PROBLEM DETAILS:
Search the data for "while". Return each matching line.

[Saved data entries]
--*--

//! # docchat-model
//!
//! Streaming completion backends for docchat.
//!
//! ## Overview
//!
//! - [`CompletionBackend`] - send a chat prompt, get back a stream of text chunks
//! - [`OllamaClient`] - Ollama's `/api/chat` endpoint (feature `ollama`, on by default)
//! - [`MockCompletionBackend`] - scripted replies for tests
//!
//! ## Quick Start
//!
//! ```rust,no_run
//! use docchat_model::{CompletionBackend, CompletionRequest, OllamaClient, PromptMessage};
//! use futures::StreamExt;
//!
//! # async fn run() -> docchat_model::Result<()> {
//! let model = OllamaClient::new("http://localhost:11434", "llama3");
//! let mut stream = model
//!     .stream(CompletionRequest::new(vec![PromptMessage::user("Why is the sky blue?")]))
//!     .await?;
//! while let Some(chunk) = stream.next().await {
//!     print!("{}", chunk?);
//! }
//! # Ok(())
//! # }
//! ```

pub mod backend;
pub mod error;
pub mod mock;
#[cfg(feature = "ollama")]
pub mod ollama;

pub use backend::{CompletionBackend, CompletionRequest, CompletionStream, PromptMessage, PromptRole};
pub use error::{ModelError, Result};
pub use mock::MockCompletionBackend;
#[cfg(feature = "ollama")]
pub use ollama::OllamaClient;
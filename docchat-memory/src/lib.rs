//! # docchat-memory
//!
//! Bounded, per-conversation message history.
//!
//! Each conversation keeps its most recent messages (30 by default); older
//! ones are evicted first. Access to one conversation is serialized while
//! different conversations proceed independently.
//!
//! ```rust
//! use docchat_memory::{InMemoryMemoryStore, MemoryStore, Message};
//!
//! # #[tokio::main(flavor = "current_thread")]
//! # async fn main() {
//! let store = InMemoryMemoryStore::default();
//! store.append_exchange("c1", Message::user("Hi"), Message::assistant("Hello!")).await;
//! assert_eq!(store.get("c1").await.len(), 2);
//! # }
//! ```

pub mod error;
pub mod message;
pub mod store;

pub use error::{MemoryError, Result};
pub use message::{ConversationId, ConversationMemory, Message, Role};
pub use store::{DEFAULT_MAX_MESSAGES, InMemoryMemoryStore, MemoryStore};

--*--

SOLUTION FOR THIS EXERCISE:
//! while let Some(chunk) = stream.next().await {
//! ones are evicted first. Access to one conversation is serialized while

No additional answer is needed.